2. You have been selected as a DAAD Young Ambassador for the academic year 2019/2020. How did you hear about the Young Ambassador Program?

I heard about the Young Ambassador (YA) program when I was referred to the YA at my University and began to research and learn more about the program. I was then approached by my International Office and asked to be my university’s nomination for the 2019/2020 academic year.

3. Why do you want to be a Young Ambassador? What are some of your plans to promote Germany as a destination abroad to your fellow students?

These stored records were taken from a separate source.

//! Rows held by the catalog and the value types they are built from.

use std::str::FromStr;

use chrono::{DateTime, NaiveDate, Utc};
use common::{DonationId, DonorId, HospitalId, RecipientId, RequestId, StaffId};
use serde::{Deserialize, Serialize};
use thiserror::Error;

/// A string that does not name any variant of a catalog enumeration.
#[derive(Debug, Clone, PartialEq, Eq, Error)]
#[error("Invalid {field}: {value:?}")]
pub struct InvalidValue {
    pub field: &'static str,
    pub value: String,
}

impl InvalidValue {
    fn new(field: &'static str, value: &str) -> Self {
        Self {
            field,
            value: value.to_string(),
        }
    }
}

/// ABO/Rh blood group, the key of the blood inventory ledger.
#[derive(Debug, Clone, Copy, PartialEq, Eq, PartialOrd, Ord, Hash, Serialize, Deserialize)]
#[serde(try_from = "String", into = "String")]
pub enum BloodGroup {
    APos,
    ANeg,
    BPos,
    BNeg,
    AbPos,
    AbNeg,
    OPos,
    ONeg,
}

impl BloodGroup {
    pub const ALL: [BloodGroup; 8] = [
        BloodGroup::APos,
        BloodGroup::ANeg,
        BloodGroup::BPos,
        BloodGroup::BNeg,
        BloodGroup::AbPos,
        BloodGroup::AbNeg,
        BloodGroup::OPos,
        BloodGroup::ONeg,
    ];

    pub fn as_str(&self) -> &'static str {
        match self {
            BloodGroup::APos => "A+",
            BloodGroup::ANeg => "A-",
            BloodGroup::BPos => "B+",
            BloodGroup::BNeg => "B-",
            BloodGroup::AbPos => "AB+",
            BloodGroup::AbNeg => "AB-",
            BloodGroup::OPos => "O+",
            BloodGroup::ONeg => "O-",
        }
    }
}

impl std::fmt::Display for BloodGroup {
    fn fmt(&self, f: &mut std::fmt::Formatter<'_>) -> std::fmt::Result {
        f.write_str(self.as_str())
    }
}

impl FromStr for BloodGroup {
    type Err = InvalidValue;

    fn from_str(s: &str) -> Result<Self, Self::Err> {
        let normalized = s.trim().to_ascii_uppercase();
        BloodGroup::ALL
            .into_iter()
            .find(|group| group.as_str() == normalized)
            .ok_or_else(|| InvalidValue::new("blood group", s))
    }
}

impl TryFrom<String> for BloodGroup {
    type Error = InvalidValue;

    fn try_from(value: String) -> Result<Self, Self::Error> {
        value.parse()
    }
}

impl From<BloodGroup> for String {
    fn from(group: BloodGroup) -> Self {
        group.as_str().to_string()
    }
}

/// Organ type, the key of the organ inventory ledger (`Kidney`, `Liver`, ...).
///
/// Always non-empty and title-cased word by word, so `kidney`, ` KIDNEY ` and
/// `Kidney` share one ledger row.
#[derive(Debug, Clone, PartialEq, Eq, PartialOrd, Ord, Hash, Serialize, Deserialize)]
#[serde(try_from = "String", into = "String")]
pub struct OrganType(String);

impl OrganType {
    pub fn new(name: impl AsRef<str>) -> Result<Self, InvalidValue> {
        let words: Vec<String> = name
            .as_ref()
            .split_whitespace()
            .map(title_case)
            .collect();
        if words.is_empty() {
            return Err(InvalidValue::new("organ type", name.as_ref()));
        }
        Ok(Self(words.join(" ")))
    }

    pub fn as_str(&self) -> &str {
        &self.0
    }
}

fn title_case(word: &str) -> String {
    let mut chars = word.chars();
    match chars.next() {
        Some(first) => first.to_uppercase().chain(chars.flat_map(char::to_lowercase)).collect(),
        None => String::new(),
    }
}

impl std::fmt::Display for OrganType {
    fn fmt(&self, f: &mut std::fmt::Formatter<'_>) -> std::fmt::Result {
        f.write_str(&self.0)
    }
}

impl TryFrom<String> for OrganType {
    type Error = InvalidValue;

    fn try_from(value: String) -> Result<Self, Self::Error> {
        OrganType::new(value)
    }
}

impl From<OrganType> for String {
    fn from(organ: OrganType) -> Self {
        organ.0
    }
}

/// Which of the two inventory ledgers a category lives in.
#[derive(Debug, Clone, Copy, PartialEq, Eq, Hash, Serialize, Deserialize)]
pub enum Ledger {
    Blood,
    Organ,
}

impl Ledger {
    /// The selector string accepted by the inventory listing.
    pub fn as_str(&self) -> &'static str {
        match self {
            Ledger::Blood => "Blood_Inventory",
            Ledger::Organ => "Organ_Inventory",
        }
    }
}

impl FromStr for Ledger {
    type Err = InvalidValue;

    fn from_str(s: &str) -> Result<Self, Self::Err> {
        match s {
            "Blood_Inventory" => Ok(Ledger::Blood),
            "Organ_Inventory" => Ok(Ledger::Organ),
            _ => Err(InvalidValue::new("inventory type", s)),
        }
    }
}

/// A key into one of the inventory ledgers.
#[derive(Debug, Clone, PartialEq, Eq, PartialOrd, Ord, Hash, Serialize, Deserialize)]
#[serde(tag = "type", content = "key")]
pub enum Category {
    Blood(BloodGroup),
    Organ(OrganType),
}

impl Category {
    pub fn ledger(&self) -> Ledger {
        match self {
            Category::Blood(_) => Ledger::Blood,
            Category::Organ(_) => Ledger::Organ,
        }
    }

    /// The ledger key as stored.
    pub fn key(&self) -> &str {
        match self {
            Category::Blood(group) => group.as_str(),
            Category::Organ(organ) => organ.as_str(),
        }
    }

    pub fn kind(&self) -> DonationType {
        match self {
            Category::Blood(_) => DonationType::Blood,
            Category::Organ(_) => DonationType::Organ,
        }
    }
}

impl std::fmt::Display for Category {
    fn fmt(&self, f: &mut std::fmt::Formatter<'_>) -> std::fmt::Result {
        f.write_str(self.key())
    }
}

/// Whether a donation or request concerns blood or an organ.
#[derive(Debug, Clone, Copy, PartialEq, Eq, Hash, Serialize, Deserialize)]
pub enum DonationType {
    Blood,
    Organ,
}

impl DonationType {
    pub fn as_str(&self) -> &'static str {
        match self {
            DonationType::Blood => "Blood",
            DonationType::Organ => "Organ",
        }
    }
}

impl std::fmt::Display for DonationType {
    fn fmt(&self, f: &mut std::fmt::Formatter<'_>) -> std::fmt::Result {
        f.write_str(self.as_str())
    }
}

impl FromStr for DonationType {
    type Err = InvalidValue;

    fn from_str(s: &str) -> Result<Self, Self::Err> {
        match s {
            "Blood" => Ok(DonationType::Blood),
            "Organ" => Ok(DonationType::Organ),
            _ => Err(InvalidValue::new("donation type", s)),
        }
    }
}

/// Lifecycle state of a request.
///
/// ```text
/// Pending ──► Fulfilled
///    │
///    ├──────► Cancelled
///    └──────► Rejected
/// ```
#[derive(Debug, Clone, Copy, PartialEq, Eq, Hash, Serialize, Deserialize, Default)]
pub enum RequestStatus {
    #[default]
    Pending,
    Fulfilled,
    Cancelled,
    Rejected,
}

impl RequestStatus {
    /// Returns true if this is a terminal state (no further transitions possible).
    pub fn is_terminal(&self) -> bool {
        !matches!(self, RequestStatus::Pending)
    }

    pub fn as_str(&self) -> &'static str {
        match self {
            RequestStatus::Pending => "Pending",
            RequestStatus::Fulfilled => "Fulfilled",
            RequestStatus::Cancelled => "Cancelled",
            RequestStatus::Rejected => "Rejected",
        }
    }
}

impl std::fmt::Display for RequestStatus {
    fn fmt(&self, f: &mut std::fmt::Formatter<'_>) -> std::fmt::Result {
        f.write_str(self.as_str())
    }
}

impl FromStr for RequestStatus {
    type Err = InvalidValue;

    fn from_str(s: &str) -> Result<Self, Self::Err> {
        match s {
            "Pending" => Ok(RequestStatus::Pending),
            "Fulfilled" => Ok(RequestStatus::Fulfilled),
            "Cancelled" => Ok(RequestStatus::Cancelled),
            "Rejected" => Ok(RequestStatus::Rejected),
            _ => Err(InvalidValue::new("request status", s)),
        }
    }
}

/// Who filed a request: a registered recipient or a hospital, never both.
#[derive(Debug, Clone, Copy, PartialEq, Eq, Hash, Serialize, Deserialize)]
#[serde(tag = "kind", content = "id")]
pub enum RequestorRef {
    Recipient(RecipientId),
    Hospital(HospitalId),
}

impl RequestorRef {
    pub fn kind(&self) -> &'static str {
        match self {
            RequestorRef::Recipient(_) => "Recipient",
            RequestorRef::Hospital(_) => "Hospital",
        }
    }
}

#[derive(Debug, Clone, PartialEq, Eq, Serialize)]
pub struct Donor {
    pub id: DonorId,
    pub full_name: String,
    pub gender: Option<String>,
    pub dob: Option<NaiveDate>,
    pub contact: Option<String>,
    pub email: Option<String>,
    pub medical_history: Option<String>,
    pub organ_eligible: bool,
    pub blood_group: BloodGroup,
    pub address: Option<String>,
}

#[derive(Debug, Clone, PartialEq, Eq)]
pub struct NewDonor {
    pub full_name: String,
    pub gender: Option<String>,
    pub dob: Option<NaiveDate>,
    pub contact: Option<String>,
    pub email: Option<String>,
    pub medical_history: Option<String>,
    pub organ_eligible: bool,
    pub blood_group: BloodGroup,
    pub address: Option<String>,
}

impl NewDonor {
    pub(crate) fn into_row(self, id: DonorId) -> Donor {
        Donor {
            id,
            full_name: self.full_name,
            gender: self.gender,
            dob: self.dob,
            contact: self.contact,
            email: self.email,
            medical_history: self.medical_history,
            organ_eligible: self.organ_eligible,
            blood_group: self.blood_group,
            address: self.address,
        }
    }
}

#[derive(Debug, Clone, PartialEq, Eq, Serialize)]
pub struct Recipient {
    pub id: RecipientId,
    pub full_name: String,
    pub gender: Option<String>,
    pub dob: Option<NaiveDate>,
    pub contact: Option<String>,
    pub email: Option<String>,
    pub medical_condition: Option<String>,
    pub required_organ: Option<OrganType>,
    pub required_blood_group: Option<BloodGroup>,
    pub address: Option<String>,
}

#[derive(Debug, Clone, PartialEq, Eq)]
pub struct NewRecipient {
    pub full_name: String,
    pub gender: Option<String>,
    pub dob: Option<NaiveDate>,
    pub contact: Option<String>,
    pub email: Option<String>,
    pub medical_condition: Option<String>,
    pub required_organ: Option<OrganType>,
    pub required_blood_group: Option<BloodGroup>,
    pub address: Option<String>,
}

impl NewRecipient {
    pub(crate) fn into_row(self, id: RecipientId) -> Recipient {
        Recipient {
            id,
            full_name: self.full_name,
            gender: self.gender,
            dob: self.dob,
            contact: self.contact,
            email: self.email,
            medical_condition: self.medical_condition,
            required_organ: self.required_organ,
            required_blood_group: self.required_blood_group,
            address: self.address,
        }
    }
}

#[derive(Debug, Clone, PartialEq, Eq, Serialize)]
pub struct Hospital {
    pub id: HospitalId,
    pub name: String,
    pub address: Option<String>,
    pub contact: Option<String>,
}

#[derive(Debug, Clone, PartialEq, Eq)]
pub struct NewHospital {
    pub name: String,
    pub address: Option<String>,
    pub contact: Option<String>,
}

/// A staff row, including the stored password hash.
///
/// Deliberately not `Serialize`: use [`Staff::profile`] for anything that
/// leaves the process.
#[derive(Debug, Clone, PartialEq, Eq)]
pub struct Staff {
    pub id: StaffId,
    pub full_name: String,
    pub role: String,
    pub contact: Option<String>,
    pub email: Option<String>,
    pub username: String,
    pub password_hash: String,
}

impl Staff {
    pub fn profile(&self) -> StaffProfile {
        StaffProfile {
            id: self.id,
            full_name: self.full_name.clone(),
            role: self.role.clone(),
            contact: self.contact.clone(),
            email: self.email.clone(),
            username: self.username.clone(),
        }
    }
}

/// Staff row without credentials.
#[derive(Debug, Clone, PartialEq, Eq, Serialize)]
pub struct StaffProfile {
    pub id: StaffId,
    pub full_name: String,
    pub role: String,
    pub contact: Option<String>,
    pub email: Option<String>,
    pub username: String,
}

#[derive(Debug, Clone, PartialEq, Eq)]
pub struct NewStaff {
    pub full_name: String,
    pub role: String,
    pub contact: Option<String>,
    pub email: Option<String>,
    pub username: String,
    pub password_hash: String,
}

/// What was donated. Organ donations are always a single organ.
#[derive(Debug, Clone, PartialEq, Eq, Serialize)]
#[serde(tag = "type")]
pub enum DonationItem {
    Blood { units: u32 },
    Organ { organ: OrganType },
}

impl DonationItem {
    pub fn donation_type(&self) -> DonationType {
        match self {
            DonationItem::Blood { .. } => DonationType::Blood,
            DonationItem::Organ { .. } => DonationType::Organ,
        }
    }

    pub fn quantity(&self) -> u32 {
        match self {
            DonationItem::Blood { units } => *units,
            DonationItem::Organ { .. } => 1,
        }
    }

    pub fn organ_type(&self) -> Option<&OrganType> {
        match self {
            DonationItem::Blood { .. } => None,
            DonationItem::Organ { organ } => Some(organ),
        }
    }
}

#[derive(Debug, Clone, PartialEq, Eq, Serialize)]
pub struct Donation {
    pub id: DonationId,
    pub donor_id: DonorId,
    pub date: NaiveDate,
    pub item: DonationItem,
    pub verified_by: Option<StaffId>,
}

#[derive(Debug, Clone, PartialEq, Eq)]
pub struct NewDonation {
    pub donor_id: DonorId,
    pub date: NaiveDate,
    pub item: DonationItem,
    pub verified_by: Option<StaffId>,
}

#[derive(Debug, Clone, PartialEq, Eq, Serialize)]
pub struct Request {
    pub id: RequestId,
    pub requestor: RequestorRef,
    pub need: Category,
    pub quantity: u32,
    pub requested_on: NaiveDate,
    pub status: RequestStatus,
    pub fulfilled_by: Option<StaffId>,
    pub fulfilled_at: Option<DateTime<Utc>>,
}

#[derive(Debug, Clone, PartialEq, Eq)]
pub struct NewRequest {
    pub requestor: RequestorRef,
    pub need: Category,
    pub quantity: u32,
    pub requested_on: NaiveDate,
}

impl NewRequest {
    pub(crate) fn into_row(self, id: RequestId) -> Request {
        Request {
            id,
            requestor: self.requestor,
            need: self.need,
            quantity: self.quantity,
            requested_on: self.requested_on,
            status: RequestStatus::Pending,
            fulfilled_by: None,
            fulfilled_at: None,
        }
    }
}

/// A pending request joined with the display name of whoever filed it.
#[derive(Debug, Clone, PartialEq, Eq, Serialize)]
pub struct PendingRequest {
    #[serde(flatten)]
    pub request: Request,
    pub requestor_name: Option<String>,
}

/// Current stock of one ledger category.
#[derive(Debug, Clone, PartialEq, Eq, Serialize)]
pub struct InventoryLevel {
    pub category: Category,
    pub quantity: u64,
    pub last_updated: DateTime<Utc>,
}
//! Projection error types.

use thiserror::Error;

/// Errors that can occur while building a report.
#[derive(Debug, Error)]
pub enum ProjectionError {
    /// An error occurred in the catalog store.
    #[error("Catalog error: {0}")]
    Catalog(#[from] catalog::CatalogError),

    /// The inventory selector names neither ledger.
    #[error("Invalid inventory type: {0}")]
    InvalidInventoryType(String),

    /// A referenced row does not exist.
    #[error("{entity} {id} not found")]
    NotFound { entity: &'static str, id: String },
}

impl ProjectionError {
    /// Returns true if retrying the same query may succeed.
    pub fn is_transient(&self) -> bool {
        matches!(self, ProjectionError::Catalog(err) if err.is_transient())
    }
}

/// Result type for projection operations.
pub type Result<T> = std::result::Result<T, ProjectionError>;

I want to be a YA because of the opportunities DAAD has for students pursuing a wide variety of disciplines and interests. I believe the DAAD has the full interest of the student in their intentions and generous opportunities for funding. I also want students to be able to explore new things and most importantly, know about the opportunities they have before them, unlike I did when I was on my way to Germany.

4. Where in Germany have you been?

I spent one year in Remagen, a small town in Rheinland-Pfalz, famous for Die Bruecke von Remagen and its stunning location directly on the River Rhein.  In Remagen, I studied for one year as an international Student.  One year later, I spent two months in Kassel, where I participated in the Canadian Summer School in Germany program. During my time in Germany, I traveled quite a bit around the country, seeing cities such as Cologne, Berlin, and Bonn, where I would like to live one day.

5. What advice would you give to students who are thinking of choosing your field of study, particularly those considering an experience abroad?

For those who are considering an experience abroad, the most important advice I could give you is to deeply consider why you are going abroad in the first place. Do not think in terms of what looks best on your CV or anything like that. Consider what you want to do when you’re there, who you want to meet and who you want to be. When I was looking into the University of Koblenz in Remagen, a university of only 3000 people, I knew this would be a great match for me because I wanted a more personal experience with the university and the local students, people and life in Germany. I knew that a large school, with 100+ International students, would not be a good match for my goals as an International Student.